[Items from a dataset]
· · · · · · ·
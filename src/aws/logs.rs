//! CloudWatch Logs Insights query tool, driven by the bounded poll driver.

use super::{array_field, bind, int_arg, str_arg, timeout_override, AwsApi};
use crate::polling::{run_to_completion, PollOutcome, RemoteJob, RemoteStatus};
use crate::tools::catalog::{ParamKind, ParameterSpec, ToolDefinition};
use crate::types::{Error, JobId, PollConfig, Result};
use async_trait::async_trait;
use serde_json::{json, Map, Value};
use std::sync::Arc;

/// Rows returned by one Insights query.
const RESULT_LIMIT: u32 = 1000;

pub fn query_tool(api: &Arc<dyn AwsApi>, poll: PollConfig) -> ToolDefinition {
    ToolDefinition::new(
        "aws.cw_logs_query",
        "Run a CloudWatch Logs Insights query and wait for results (short windows).",
        vec![
            ParameterSpec::required("logGroup", ParamKind::String, "Log group name (required)")
                .with_examples(&["/aws/lambda/my-function", "/ecs/web-service"]),
            ParameterSpec::required("query", ParamKind::String, "Logs Insights query string (required)")
                .with_examples(&[
                    "fields @timestamp, @message | sort @timestamp desc | limit 20",
                    "filter @message like /ERROR/ | stats count() by bin(5m)",
                ]),
            ParameterSpec::optional("startMinutesAgo", ParamKind::Number, "How many minutes back the query window starts (optional)")
                .integer()
                .with_range(1.0, 1440.0)
                .with_default(60)
                .with_examples(&["15", "60", "240"]),
            ParameterSpec::optional("timeoutMs", ParamKind::Number, "How long to wait for the query before returning its id (optional)")
                .integer()
                .with_range(1000.0, 900_000.0)
                .with_examples(&["45000", "120000"]),
        ],
        bind(api, move |api, input| run_query(api, input, poll)),
    )
}

/// One Insights query, from `start-query` to its final result page.
struct InsightsQuery {
    api: Arc<dyn AwsApi>,
    log_group: String,
    query: String,
    start_time: i64,
    end_time: i64,
    last_results: Option<Value>,
}

#[async_trait]
impl RemoteJob for InsightsQuery {
    type Output = Vec<Value>;

    async fn submit(&mut self) -> Result<JobId> {
        let out = self
            .api
            .call(
                "logs",
                "start-query",
                json!({
                    "logGroupName": self.log_group,
                    "queryString": self.query,
                    "startTime": self.start_time,
                    "endTime": self.end_time,
                    "limit": RESULT_LIMIT,
                }),
            )
            .await?;
        let id = out
            .get("queryId")
            .and_then(|v| v.as_str())
            .ok_or_else(|| Error::remote("start-query returned no queryId"))?;
        JobId::from_string(id.to_string()).map_err(Error::remote)
    }

    async fn poll(&mut self, job_id: &JobId) -> Result<RemoteStatus> {
        let out = self
            .api
            .call("logs", "get-query-results", json!({ "queryId": job_id.as_str() }))
            .await?;
        // Scheduled, Running, Unknown or no status at all: keep polling.
        let mapped = match out.get("status").and_then(|v| v.as_str()) {
            Some("Complete") => RemoteStatus::Succeeded,
            Some(status @ ("Failed" | "Timeout")) => RemoteStatus::Failed {
                reason: Some(status.to_string()),
            },
            Some(status @ "Cancelled") => RemoteStatus::Cancelled {
                reason: Some(status.to_string()),
            },
            _ => RemoteStatus::Running,
        };
        if mapped == RemoteStatus::Succeeded {
            self.last_results = Some(out);
        }
        Ok(mapped)
    }

    async fn fetch(&mut self, _job_id: &JobId) -> Result<Vec<Value>> {
        // get-query-results already carried the rows on the Complete poll.
        let out = self.last_results.take().unwrap_or(Value::Null);
        Ok(array_field(&out, "results").iter().map(row_to_object).collect())
    }
}

/// `[{field, value}, ...]` → `{field: value, ...}`.
fn row_to_object(row: &Value) -> Value {
    let cells = row.as_array().map(|v| v.as_slice()).unwrap_or(&[]);
    let object: Map<String, Value> = cells
        .iter()
        .filter_map(|cell| {
            let name = cell.get("field")?.as_str()?;
            Some((name.to_string(), cell.get("value").cloned().unwrap_or(Value::Null)))
        })
        .collect();
    Value::Object(object)
}

async fn run_query(api: Arc<dyn AwsApi>, input: Map<String, Value>, poll: PollConfig) -> Result<Value> {
    let end_time = chrono::Utc::now().timestamp();
    let start_time = end_time - int_arg(&input, "startMinutesAgo")? * 60;
    let poll = timeout_override(&input).map_or(poll, |d| poll.with_deadline(d));

    let mut job = InsightsQuery {
        api,
        log_group: str_arg(&input, "logGroup")?,
        query: str_arg(&input, "query")?,
        start_time,
        end_time,
        last_results: None,
    };

    Ok(match run_to_completion(&mut job, poll).await? {
        PollOutcome::Succeeded { output, .. } => json!({ "status": "Complete", "results": output }),
        PollOutcome::Failed { job_id, reason } => json!({
            "status": reason.unwrap_or_else(|| "Failed".to_string()),
            "queryId": job_id,
        }),
        PollOutcome::Cancelled { job_id, .. } => json!({ "status": "Cancelled", "queryId": job_id }),
        PollOutcome::TimedOut { job_id, elapsed } => json!({
            "status": "Timeout",
            "queryId": job_id,
            "elapsedMs": elapsed.as_millis() as u64,
        }),
    })
}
· · · · · · ·
**Work task**
Go through the records and show every line with the string "mapped" in it.

**Solution to this task**
        let mapped = match out.get("status").and_then(|v| v.as_str()) {
        if mapped == RemoteStatus::Succeeded {
        Ok(mapped)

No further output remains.